Une date marque pourtant un tournant dans ces figures de la mort et du mort. En l543, l'éditeur Jean Oporinus publie, à Bâle, le « De humani corporis fabrica » (sur la fabrique du corps humain). Vésale, médecin de Charles Quint, y jette les bases de l'anatomie moderne et établit le modèle physique de l'homme moyen, sans particularités, auquel pourront être comparés tous les autres corps. « L'œuvre de la peinture est communicable à toutes les générations, parce qu'elle est soumise au sens de la vue », écrit-il dans la préface. Elle n'a donc pas besoin d'interprète.
Les planches dessinées par Jan van Kalkar, élève de Titien, sont criantes de vérité, notamment celles consacrées à l'ostéologie. La charpente humaine y tient une place particulière car Vésale l'a beaucoup observé, notamment à Paris : « Au cimetière des Innocents, j'ai vu une grande collection de mandibules aussi bien que d'autres os, raconte-t-il. « Après que nous les ayons étudiés longuement et sans repos, nous nous lancions le défi de reconnaître n'importe quel os par le toucher les yeux fermés en une demi-heure. » A cette époque, les os affleurent fréquemment à même le sol des cimetières et la pratique des ossuaires permet leur ramassage.
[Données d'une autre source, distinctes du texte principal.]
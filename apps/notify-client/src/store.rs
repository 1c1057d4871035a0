//! Client-side notification cache and unread counter.
//!
//! The store is the only owner of the client's copy of the records. It takes
//! three kinds of input: full-list loads from REST, single records pushed on
//! the live channel, and local read-state mutations. The unread counter is
//! maintained incrementally but must always equal
//! `records.iter().filter(|r| !r.is_read).count()`.

use std::collections::HashMap;
use std::sync::Arc;

use notify_common::NotificationRecord;
use parking_lot::Mutex;
use tokio::sync::watch;

use crate::api::NotificationApi;
use crate::error::ClientError;

struct StoreState {
    /// Most recent first.
    records: Vec<NotificationRecord>,
    unread: usize,
    /// Bumped on every server-originated change.
    revision: u64,
    /// Revision at which the server last supplied each id.
    touched: HashMap<i64, u64>,
    /// Revision of the last full-list load.
    loaded_at: u64,
}

impl StoreState {
    fn recount(&mut self) {
        self.unread = count_unread(&self.records);
    }

    fn touch(&mut self, id: i64) {
        self.revision += 1;
        self.touched.insert(id, self.revision);
    }

    /// Whether the server has said anything about `id` since `revision`.
    fn superseded(&self, id: i64, revision: u64) -> bool {
        self.loaded_at > revision || self.touched.get(&id).is_some_and(|&r| r > revision)
    }
}

fn count_unread(records: &[NotificationRecord]) -> usize {
    records.iter().filter(|r| !r.is_read).count()
}

pub struct NotificationStore {
    api: Arc<dyn NotificationApi>,
    state: Mutex<StoreState>,
    unread_tx: watch::Sender<usize>,
}

impl NotificationStore {
    pub fn new(api: Arc<dyn NotificationApi>) -> Self {
        let (unread_tx, _) = watch::channel(0);
        Self {
            api,
            state: Mutex::new(StoreState {
                records: Vec::new(),
                unread: 0,
                revision: 0,
                touched: HashMap::new(),
                loaded_at: 0,
            }),
            unread_tx,
        }
    }

    // -----------------------------------------------------------------------
    // Full-list loads
    // -----------------------------------------------------------------------

    /// Replace the cache with the server's latest notifications.
    pub async fn load_latest(&self) -> Result<usize, ClientError> {
        let records = self.api.fetch_new().await.inspect_err(|e| {
            tracing::warn!(error = %e, "failed to load latest notifications");
        })?;
        Ok(self.replace_all(records))
    }

    /// Replace the cache with up to `limit` records from history.
    pub async fn load_history(&self, limit: u32) -> Result<usize, ClientError> {
        let records = self.api.fetch_history(limit).await.inspect_err(|e| {
            tracing::warn!(error = %e, limit, "failed to load notification history");
        })?;
        Ok(self.replace_all(records))
    }

    fn replace_all(&self, records: Vec<NotificationRecord>) -> usize {
        let mut state = self.state.lock();
        state.records = records;
        state.revision += 1;
        state.loaded_at = state.revision;
        state.touched.clear();
        state.recount();
        tracing::debug!(
            count = state.records.len(),
            unread = state.unread,
            "notification list replaced"
        );
        self.publish(&state);
        state.unread
    }

    // -----------------------------------------------------------------------
    // Pushed records
    // -----------------------------------------------------------------------

    /// Reconcile one record pushed on the live channel.
    ///
    /// A known id is replaced in place; an unknown one is prepended.
    pub fn apply_pushed(&self, record: NotificationRecord) {
        let mut state = self.state.lock();
        state.touch(record.id);
        match state.records.iter().position(|r| r.id == record.id) {
            Some(index) => {
                let was_read = state.records[index].is_read;
                match (was_read, record.is_read) {
                    (false, true) => state.unread = state.unread.saturating_sub(1),
                    (true, false) => state.unread += 1,
                    _ => {}
                }
                tracing::debug!(notification_id = record.id, "pushed notification replaced");
                state.records[index] = record;
            }
            None => {
                if !record.is_read {
                    state.unread += 1;
                }
                tracing::debug!(notification_id = record.id, "pushed notification added");
                state.records.insert(0, record);
            }
        }
        self.publish(&state);
    }

    // -----------------------------------------------------------------------
    // Local mutations
    // -----------------------------------------------------------------------

    /// Mark one notification read, optimistically.
    ///
    /// If the server rejects the change the local flip is undone and the
    /// error is returned. A record the server pushed in the meantime keeps
    /// the pushed state.
    pub async fn mark_read(&self, id: i64) -> Result<(), ClientError> {
        let (flipped, revision) = {
            let mut state = self.state.lock();
            let flipped = match state.records.iter_mut().find(|r| r.id == id) {
                Some(record) if !record.is_read => {
                    record.is_read = true;
                    true
                }
                _ => false,
            };
            if flipped {
                state.unread = state.unread.saturating_sub(1);
            }
            self.publish(&state);
            (flipped, state.revision)
        };

        if let Err(e) = self.api.mark_read(id).await {
            tracing::warn!(error = %e, notification_id = id, "mark read failed, rolling back");
            if flipped {
                self.roll_back(&[id], revision);
            }
            return Err(e);
        }
        Ok(())
    }

    /// Mark every cached notification read, optimistically.
    ///
    /// On failure only the records this call flipped are restored.
    pub async fn mark_all_read(&self) -> Result<(), ClientError> {
        let (flipped, revision) = {
            let mut state = self.state.lock();
            let flipped: Vec<i64> = state
                .records
                .iter_mut()
                .filter(|r| !r.is_read)
                .map(|r| {
                    r.is_read = true;
                    r.id
                })
                .collect();
            state.unread = 0;
            self.publish(&state);
            (flipped, state.revision)
        };

        if let Err(e) = self.api.mark_all_read().await {
            tracing::warn!(
                error = %e,
                restored = flipped.len(),
                "mark all read failed, rolling back"
            );
            self.roll_back(&flipped, revision);
            return Err(e);
        }
        Ok(())
    }

    /// Undo optimistic flips made at `revision`, skipping any record the
    /// server has supplied since.
    fn roll_back(&self, ids: &[i64], revision: u64) {
        let mut state = self.state.lock();
        let stale: Vec<i64> = ids
            .iter()
            .copied()
            .filter(|&id| !state.superseded(id, revision))
            .collect();
        if stale.len() < ids.len() {
            tracing::debug!(
                kept = ids.len() - stale.len(),
                "server state arrived during mutation, keeping it"
            );
        }
        for record in state.records.iter_mut().filter(|r| stale.contains(&r.id)) {
            record.is_read = false;
        }
        state.recount();
        self.publish(&state);
    }

    // -----------------------------------------------------------------------
    // Readers
    // -----------------------------------------------------------------------

    /// Snapshot of the cached records, most recent first.
    pub fn records(&self) -> Vec<NotificationRecord> {
        self.state.lock().records.clone()
    }

    pub fn unread_count(&self) -> usize {
        self.state.lock().unread
    }

    /// Unread count computed from scratch over the cached records.
    pub fn recomputed_unread(&self) -> usize {
        count_unread(&self.state.lock().records)
    }

    /// Receiver notified whenever the unread count changes.
    pub fn watch_unread(&self) -> watch::Receiver<usize> {
        self.unread_tx.subscribe()
    }

    /// Must be called with the state lock held so sends stay in order.
    fn publish(&self, state: &StoreState) {
        let unread = state.unread;
        self.unread_tx.send_if_modified(|current| {
            if *current == unread {
                return false;
            }
            *current = unread;
            true
        });
    }
}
Dans l'ouvrage de Vésale, trois squelettes pleine page comme sidérés de leur infortune semblent interroger le ciel sur les raisons de leur douleur. Le premier, les yeux levés, la main gauche ouverte et le bras droit appuyé sur une bêche, tourne le dos à un paysage de montagne. Le deuxième, debout devant une stèle, semble méditer sur la mort elle-même, le bras gauche en soutien de son propre crâne, tandis que sa main gauche repose sur le crâne d'un autre trépassé. Enfin, le troisième, représenté de dos, fait face à un paysage qu'il ne regarde pas. Recroquevillé et voûté, il a les deux mains jointes sur son front pensif.
Après Vésale, l'anatomie se fera plus précise. Délaissant les canons esthétiques pour ceux de la science, elle interrogera inlassablement les causes des maladies. Allégorie et représentation anatomique ont cheminé côte à côte et ont nourri la symbolique de notre rapport à la mort. Qu'elle qu'en ait été la figure, la mort est longtemps restée familière. La rupture, brutale, entre le vivant et le mourant, s'est produite, selon l'historien Philippe Ariès, dans les années 1950. Sans cesse repoussée par les avancées de la médecine, la mort a déserté l'espace social. Elle est désormais vécue comme « obscène et scandaleuse ». Pourtant, les discours surabondent et l'imaginaire social, télévisuel, cinématographique ne lui a jamais autant accordé de place, mais cette mort-là est banalisée ou anecdotique et a perdu sa dimension existentielle. Squelettes sortis du placard, armées de morts-vivants luttant contre des pirates, jeux vidéos, films aux effets spéciaux les plus déroutants entretiennent un rapport au second degré, évitant toute confrontation tragique avec la mort réelle. La volonté de faire disparaître le corps lui-même et donc son devenir-squelette, se révèle dans la récente « poussée crématiste ». L'expression est de Louis-Vincent Thomas, auteur d'un « Que sais-je » sur la mort. Inexistante, il y a encore vingt ans, l'incinération représente aujourd'hui de 15 à 20 % des pratiques funéraires en France, 40 % en Allemagne et 71 % au Royaume-Uni.